Congresswoman Shirley Chisholm's historic presidential run was "unbought and unbossed"

Source: Teen Vogue

By Jenn M. Jackson,

“If they don’t give you a seat at the table, bring in a folding chair.” — Shirley Chisholm

I first learned the name Shirley Chisholm when I was in my 20s. Barack Obama was running for president of the United States and I was interested in learning more about how many Black people had made the decision to run before. Most of the information I found focused on Jesse Jackson, who ran in the 1980s. It took deep digging to find out that there was actually a Black woman who ran over a decade before him. And she did it unapologetically.

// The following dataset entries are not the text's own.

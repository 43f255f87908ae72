//! Persistent storage for cycles, actions, strategies, learnings and alerts
//! using redb.
//!
//! # Table design
//!
//! Records are JSON-encoded so rows written by an older build stay readable
//! after a deploy. Tables keyed by an id use `&str` keys. Append-only logs
//! (`strategies`, `learnings`) use a composite byte key:
//! ```text
//! [ agent bytes | 0x00 | timestamp_ms: u64 big-endian | uuid: 16 bytes ]
//! ```
//! Byte ordering equals (agent, timestamp) ordering, so a range scan over
//! `agent ++ 0x00 .. agent ++ 0x01` returns one agent's rows oldest-first.
//!
//! Every read-modify-write runs in one write transaction. redb serialises
//! write transactions and holds an exclusive lock on the file, so a
//! read-then-insert inside [`Store::write`] cannot interleave with another
//! writer of the same store.

use std::path::Path;

use chrono::{DateTime, Utc};
use redb::{Database, ReadableTable, TableDefinition, WriteTransaction};
use serde::de::DeserializeOwned;
use serde::Serialize;
use uuid::Uuid;

use crate::error::{db_err, Result};
use crate::paths;

// ---------------------------------------------------------------------------
// Table definitions
// ---------------------------------------------------------------------------

pub(crate) type JsonTable = TableDefinition<'static, &'static str, &'static [u8]>;
pub(crate) type LogTable = TableDefinition<'static, &'static [u8], &'static [u8]>;

pub(crate) const CYCLES: JsonTable = TableDefinition::new("cycles");
pub(crate) const ACTIONS: JsonTable = TableDefinition::new("actions");
pub(crate) const ALERTS: JsonTable = TableDefinition::new("alerts");
pub(crate) const STRATEGIES: LogTable = TableDefinition::new("strategies");
pub(crate) const LEARNINGS: LogTable = TableDefinition::new("learnings");

/// Key: agent name. Value: the last cycle number handed out.
pub(crate) const CYCLE_SEQ: TableDefinition<&str, u64> = TableDefinition::new("cycle_seq");

// ---------------------------------------------------------------------------
// Key helpers
// ---------------------------------------------------------------------------

pub(crate) fn log_key(agent: &str, ts: DateTime<Utc>, id: Uuid) -> Vec<u8> {
    let mut key = Vec::with_capacity(agent.len() + 1 + 8 + 16);
    key.extend_from_slice(agent.as_bytes());
    key.push(0x00);
    let ms = ts.timestamp_millis().max(0) as u64;
    key.extend_from_slice(&ms.to_be_bytes());
    key.extend_from_slice(id.as_bytes());
    key
}

/// Half-open range covering every log key for `agent`.
fn agent_bounds(agent: &str) -> (Vec<u8>, Vec<u8>) {
    let mut lo = agent.as_bytes().to_vec();
    let mut hi = lo.clone();
    lo.push(0x00);
    hi.push(0x01);
    (lo, hi)
}

pub(crate) fn encode<T: Serialize>(value: &T) -> Result<Vec<u8>> {
    Ok(serde_json::to_vec(value)?)
}

pub(crate) fn decode<T: DeserializeOwned>(bytes: &[u8]) -> Result<T> {
    Ok(serde_json::from_slice(bytes)?)
}

// ---------------------------------------------------------------------------
// Store
// ---------------------------------------------------------------------------

/// Shared handle to the project database. Components hold it behind an
/// `Arc` so one open file serves the engine, the action store, the
/// strategy cache and the alert gate.
pub struct Store {
    db: Database,
}

impl Store {
    /// Open or create the redb database at `path`, creating every table.
    pub fn open(path: &Path) -> Result<Self> {
        if let Some(parent) = path.parent() {
            crate::io::ensure_dir(parent)?;
        }
        let db = Database::create(path).map_err(db_err)?;
        let store = Self { db };
        store.write(|wt| {
            wt.open_table(CYCLES).map_err(db_err)?;
            wt.open_table(CYCLE_SEQ).map_err(db_err)?;
            wt.open_table(ACTIONS).map_err(db_err)?;
            wt.open_table(ALERTS).map_err(db_err)?;
            wt.open_table(STRATEGIES).map_err(db_err)?;
            wt.open_table(LEARNINGS).map_err(db_err)?;
            Ok(())
        })?;
        Ok(store)
    }

    /// Open the store at the conventional location under `root`.
    pub fn open_project(root: &Path) -> Result<Self> {
        Self::open(&paths::db_path(root))
    }

    /// Run `f` inside one write transaction. Commits on `Ok`, aborts on `Err`
    /// so a rejected operation leaves no partial mutation behind.
    pub(crate) fn write<R>(&self, f: impl FnOnce(&WriteTransaction) -> Result<R>) -> Result<R> {
        let wt = self.db.begin_write().map_err(db_err)?;
        match f(&wt) {
            Ok(value) => {
                wt.commit().map_err(db_err)?;
                Ok(value)
            }
            Err(e) => {
                wt.abort().map_err(db_err)?;
                Err(e)
            }
        }
    }

    pub(crate) fn get_json<T: DeserializeOwned>(
        &self,
        table: JsonTable,
        key: &str,
    ) -> Result<Option<T>> {
        let rt = self.db.begin_read().map_err(db_err)?;
        let table = rt.open_table(table).map_err(db_err)?;
        let bytes = table
            .get(key)
            .map_err(db_err)?
            .map(|guard| guard.value().to_vec());
        bytes.map(|b| decode(&b)).transpose()
    }

    pub(crate) fn put_json<T: Serialize>(&self, table: JsonTable, key: &str, value: &T) -> Result<()> {
        let bytes = encode(value)?;
        self.write(|wt| {
            let mut t = wt.open_table(table).map_err(db_err)?;
            t.insert(key, bytes.as_slice()).map_err(db_err)?;
            Ok(())
        })
    }

    /// Load, mutate and store one record atomically.
    ///
    /// Returns `Ok(None)` when `key` is absent. If `f` fails the transaction
    /// is aborted and the stored record is unchanged.
    pub(crate) fn update_json<T, F>(&self, table: JsonTable, key: &str, f: F) -> Result<Option<T>>
    where
        T: Serialize + DeserializeOwned,
        F: FnOnce(&mut T) -> Result<()>,
    {
        self.write(|wt| {
            let mut t = wt.open_table(table).map_err(db_err)?;
            let existing = t.get(key).map_err(db_err)?.map(|g| g.value().to_vec());
            let Some(bytes) = existing else {
                return Ok(None);
            };
            let mut record: T = decode(&bytes)?;
            f(&mut record)?;
            let new_bytes = encode(&record)?;
            t.insert(key, new_bytes.as_slice()).map_err(db_err)?;
            Ok(Some(record))
        })
    }

    /// Every record in `table`, in key order.
    pub(crate) fn scan_json<T: DeserializeOwned>(&self, table: JsonTable) -> Result<Vec<T>> {
        let rt = self.db.begin_read().map_err(db_err)?;
        let table = rt.open_table(table).map_err(db_err)?;
        let mut result = Vec::new();
        for entry in table.iter().map_err(db_err)? {
            let (_, v) = entry.map_err(db_err)?;
            result.push(decode(v.value())?);
        }
        Ok(result)
    }

    /// Every log record for `agent`, oldest first.
    pub(crate) fn scan_log<T: DeserializeOwned>(&self, table: LogTable, agent: &str) -> Result<Vec<T>> {
        let (lo, hi) = agent_bounds(agent);
        let rt = self.db.begin_read().map_err(db_err)?;
        let table = rt.open_table(table).map_err(db_err)?;
        let mut result = Vec::new();
        for entry in table.range(lo.as_slice()..hi.as_slice()).map_err(db_err)? {
            let (_, v) = entry.map_err(db_err)?;
            result.push(decode(v.value())?);
        }
        Ok(result)
    }

    /// The newest log record for `agent`, if any.
    pub(crate) fn last_log<T: DeserializeOwned>(&self, table: LogTable, agent: &str) -> Result<Option<T>> {
        let (lo, hi) = agent_bounds(agent);
        let rt = self.db.begin_read().map_err(db_err)?;
        let table = rt.open_table(table).map_err(db_err)?;
        let last = table
            .range(lo.as_slice()..hi.as_slice())
            .map_err(db_err)?
            .next_back();
        match last {
            Some(entry) => {
                let (_, v) = entry.map_err(db_err)?;
                Ok(Some(decode(v.value())?))
            }
            None => Ok(None),
        }
    }

    pub(crate) fn append_log<T: Serialize>(
        &self,
        table: LogTable,
        agent: &str,
        ts: DateTime<Utc>,
        id: Uuid,
        value: &T,
    ) -> Result<()> {
        let key = log_key(agent, ts, id);
        let bytes = encode(value)?;
        self.write(|wt| {
            let mut t = wt.open_table(table).map_err(db_err)?;
            t.insert(key.as_slice(), bytes.as_slice()).map_err(db_err)?;
            Ok(())
        })
    }
}

// ---------------------------------------------------------------------------
// Tests
// ---------------------------------------------------------------------------
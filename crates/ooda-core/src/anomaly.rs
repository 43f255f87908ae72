//! Metric anomaly detection against a historical baseline.
//!
//! Two rules, either of which flags a value: the statistical rule
//! (`|current − mean| > k·stdev`) catches outliers on noisy series, the
//! relative rule (`|current − mean| / mean > threshold`) catches meaningful
//! moves on series that barely vary. The relative rule only applies to a
//! positive baseline.

use std::collections::BTreeMap;
use std::fmt;
use std::future::Future;
use std::time::Duration;

use chrono::{DateTime, Utc};
use serde::{Deserialize, Serialize};
use tracing::{debug, warn};

use crate::alert::{Alert, AlertGate, AlertType, NewAlert};
use crate::config::AnomalyConfig;
use crate::error::Result;
use crate::types::Severity;

// ---------------------------------------------------------------------------
// AnomalyRecord
// ---------------------------------------------------------------------------

#[derive(Debug, Clone, Copy, PartialEq, Eq, Serialize, Deserialize)]
#[serde(rename_all = "snake_case")]
pub enum AnomalyType {
    Statistical,
    Percentage,
}

impl AnomalyType {
    pub fn as_str(self) -> &'static str {
        match self {
            AnomalyType::Statistical => "statistical",
            AnomalyType::Percentage => "percentage",
        }
    }
}

impl fmt::Display for AnomalyType {
    fn fmt(&self, f: &mut fmt::Formatter<'_>) -> fmt::Result {
        f.write_str(self.as_str())
    }
}

#[derive(Debug, Clone, Copy, PartialEq, Eq, Serialize, Deserialize)]
#[serde(rename_all = "snake_case")]
pub enum Direction {
    Increase,
    Decrease,
}

impl Direction {
    pub fn as_str(self) -> &'static str {
        match self {
            Direction::Increase => "increase",
            Direction::Decrease => "decrease",
        }
    }
}

impl fmt::Display for Direction {
    fn fmt(&self, f: &mut fmt::Formatter<'_>) -> fmt::Result {
        f.write_str(self.as_str())
    }
}

/// Produced once by detection and never mutated.
#[derive(Debug, Clone, PartialEq, Serialize, Deserialize)]
pub struct AnomalyRecord {
    pub metric: String,
    pub current_value: f64,
    pub baseline_mean: f64,
    pub baseline_stdev: f64,
    /// `|current − mean|`.
    pub deviation: f64,
    /// Relative deviation in percent (0 when the mean is not positive).
    pub deviation_percentage: f64,
    pub anomaly_type: AnomalyType,
    pub severity: Severity,
    pub direction: Direction,
    pub detected_at: DateTime<Utc>,
}

// ---------------------------------------------------------------------------
// AnomalyDetector
// ---------------------------------------------------------------------------

#[derive(Debug, Clone)]
pub struct AnomalyDetector {
    pub stdev_multiplier: f64,
    pub relative_threshold: f64,
    pub critical_threshold: f64,
}

impl Default for AnomalyDetector {
    fn default() -> Self {
        Self::from_config(&AnomalyConfig::default())
    }
}

impl AnomalyDetector {
    pub fn from_config(cfg: &AnomalyConfig) -> Self {
        Self {
            stdev_multiplier: cfg.stdev_multiplier,
            relative_threshold: cfg.relative_threshold,
            critical_threshold: cfg.critical_threshold,
        }
    }

    /// Compare `current` with the baseline formed by `history`.
    ///
    /// Returns `None` when there are fewer than `min_points` observations
    /// (or none at all) and when neither rule fires.
    pub fn detect(&self, metric: &str, history: &[f64], current: f64, min_points: usize) -> Option<AnomalyRecord> {
        if history.is_empty() || history.len() < min_points {
            debug!(metric, points = history.len(), min_points, "insufficient history");
            return None;
        }

        let mean = mean(history);
        let stdev = sample_stdev(history, mean);
        let deviation = (current - mean).abs();
        let relative = if mean > 0.0 { deviation / mean } else { 0.0 };

        let statistical = stdev > 0.0 && deviation > self.stdev_multiplier * stdev;
        let percentage = mean > 0.0 && relative > self.relative_threshold;
        if !statistical && !percentage {
            return None;
        }

        let severity = if relative > self.critical_threshold {
            Severity::Critical
        } else {
            Severity::Warning
        };

        Some(AnomalyRecord {
            metric: metric.to_string(),
            current_value: current,
            baseline_mean: mean,
            baseline_stdev: stdev,
            deviation,
            deviation_percentage: relative * 100.0,
            anomaly_type: if percentage {
                AnomalyType::Percentage
            } else {
                AnomalyType::Statistical
            },
            severity,
            direction: if current > mean {
                Direction::Increase
            } else {
                Direction::Decrease
            },
            detected_at: Utc::now(),
        })
    }
}

/// Detect with the default thresholds (2·stdev, 30% relative, 50% critical).
pub fn detect(metric: &str, history: &[f64], current: f64, min_points: usize) -> Option<AnomalyRecord> {
    AnomalyDetector::default().detect(metric, history, current, min_points)
}

fn mean(values: &[f64]) -> f64 {
    values.iter().sum::<f64>() / values.len() as f64
}

fn sample_stdev(values: &[f64], mean: f64) -> f64 {
    if values.len() < 2 {
        return 0.0;
    }
    let var = values.iter().map(|v| (v - mean).powi(2)).sum::<f64>() / (values.len() - 1) as f64;
    var.sqrt()
}

// ---------------------------------------------------------------------------
// Root cause
// ---------------------------------------------------------------------------

/// Today's related metrics, by name. Missing metrics read as 0.
#[derive(Debug, Clone, Default, Serialize, Deserialize)]
#[serde(transparent)]
pub struct MetricSnapshot(pub BTreeMap<String, f64>);

impl MetricSnapshot {
    pub fn get(&self, name: &str) -> f64 {
        self.0.get(name).copied().unwrap_or(0.0)
    }
}

#[derive(Debug, Clone, PartialEq, Serialize, Deserialize)]
pub struct RootCause {
    pub metric: String,
    pub direction: Direction,
    pub potential_causes: Vec<String>,
    pub recommendation: String,
}

/// Map an anomaly and the related metrics to likely causes.
pub fn candidate_causes(record: &AnomalyRecord, snapshot: &MetricSnapshot) -> RootCause {
    let mut causes = Vec::new();
    let below = |metric: &str, avg: &str| snapshot.get(metric) < snapshot.get(avg) * 0.7;

    let recommendation = match (record.metric.as_str(), record.direction) {
        ("sessions", Direction::Decrease) => {
            if below("organic_sessions", "avg_organic_sessions") {
                causes.push("Organic traffic drop: possible SEO issue or search algorithm update".to_string());
            }
            if below("paid_sessions", "avg_paid_sessions") {
                causes.push("Paid traffic drop: check for paused campaigns or depleted budget".to_string());
            }
            "1. Check Search Console for indexing issues\n\
             2. Verify all ad campaigns are active\n\
             3. Check for website downtime or technical issues"
        }
        ("conversion_rate", Direction::Decrease) => {
            if snapshot.get("landing_page_conversion_rate") < 1.0 {
                causes.push("Landing page issue: check for technical problems or poor UX".to_string());
            }
            if below("form_submissions", "avg_form_submissions") {
                causes.push("Form submission issue: possible technical problem with forms".to_string());
            }
            "1. Test landing pages for technical issues\n\
             2. Review recent website changes\n\
             3. Check form functionality\n\
             4. Analyze user session recordings"
        }
        ("ad_spend", Direction::Increase) => {
            if snapshot.get("avg_cpc") > snapshot.get("baseline_cpc") * 1.3 {
                causes.push("CPC spike: increased competition or lower quality score".to_string());
            }
            "1. Review quality scores for all keywords\n\
             2. Check for bid strategy changes\n\
             3. Analyze competitor activity\n\
             4. Consider pausing underperforming campaigns"
        }
        _ => "Manual investigation recommended to identify root cause",
    };

    if causes.is_empty() {
        causes.push("No obvious root cause identified; manual investigation recommended".to_string());
    }

    RootCause {
        metric: record.metric.clone(),
        direction: record.direction,
        potential_causes: causes,
        recommendation: recommendation.to_string(),
    }
}

// ---------------------------------------------------------------------------
// Alert emission
// ---------------------------------------------------------------------------

fn title_case(metric: &str) -> String {
    metric
        .split('_')
        .filter(|w| !w.is_empty())
        .map(|w| {
            let mut chars = w.chars();
            match chars.next() {
                Some(first) => first.to_uppercase().chain(chars).collect::<String>(),
                None => String::new(),
            }
        })
        .collect::<Vec<_>>()
        .join(" ")
}

/// The alert an anomaly produces, without root-cause data.
pub fn anomaly_alert(record: &AnomalyRecord, agent: &str) -> Result<NewAlert> {
    let name = title_case(&record.metric);
    Ok(NewAlert {
        alert_type: match record.direction {
            Direction::Decrease => AlertType::PerformanceDrop,
            Direction::Increase => AlertType::MetricAnomaly,
        },
        severity: record.severity,
        title: format!("Anomaly Detected: {name}"),
        message: format!(
            "{name} {}d by {:.1}% ({:.1} → {:.1})",
            record.direction, record.deviation_percentage, record.baseline_mean, record.current_value
        ),
        data: serde_json::to_value(record)?,
        agent: agent.to_string(),
        requires_approval: false,
    })
}

/// Send the alert for `record`, attaching root-cause data when `enrich`
/// finishes within `timeout`. Enrichment failure never blocks the alert.
pub async fn emit_anomaly_alert<Fut>(
    gate: &AlertGate,
    record: &AnomalyRecord,
    agent: &str,
    enrich: Fut,
    timeout: Duration,
) -> Result<Alert>
where
    Fut: Future<Output = anyhow::Result<RootCause>>,
{
    let mut alert = anomaly_alert(record, agent)?;
    match tokio::time::timeout(timeout, enrich).await {
        Ok(Ok(cause)) => {
            if let Some(data) = alert.data.as_object_mut() {
                data.insert("root_cause".to_string(), serde_json::to_value(&cause)?);
            }
        }
        Ok(Err(e)) => {
            let error = format!("{e:#}");
            warn!(metric = %record.metric, error = %error, "root cause analysis failed");
        }
        Err(_) => warn!(
            metric = %record.metric,
            timeout_secs = timeout.as_secs_f64(),
            "root cause analysis timed out"
        ),
    }
    gate.send_alert(alert)
}

// ---------------------------------------------------------------------------
// Tests
// ---------------------------------------------------------------------------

Shirley Chisholm was born Shirley Anita St. Hill on November 30, 1924, in Bedford-Stuyvesant, a predominantly Black neighborhood in Brooklyn, New York, where she grew up. Chisholm’s parents were immigrants from Barbados and Guyana, and her heritage reflected the fullness of the Black Diaspora. The oldest of four daughters, Chisholm spent a portion of her childhood in Barbados on her maternal grandparents’ farm receiving a “British education” (as the country wasn’t fully free from British colonization until 1966). Her parents worked through the Great Depression.

When Chisholm returned to the United States, she was a high-performing public school student. She graduated from Brooklyn College in 1946, worked as a nursery school teacher, then obtained a master’s degree at Columbia University Teachers College in 1951. Chisholm was a proud member of Delta Sigma Theta Sorority, Inc., a historically Black organization committed to service and sisterhood, a fact also central to her identity.

Click here to read the full article published by Teen Vogue on 8 February 2018.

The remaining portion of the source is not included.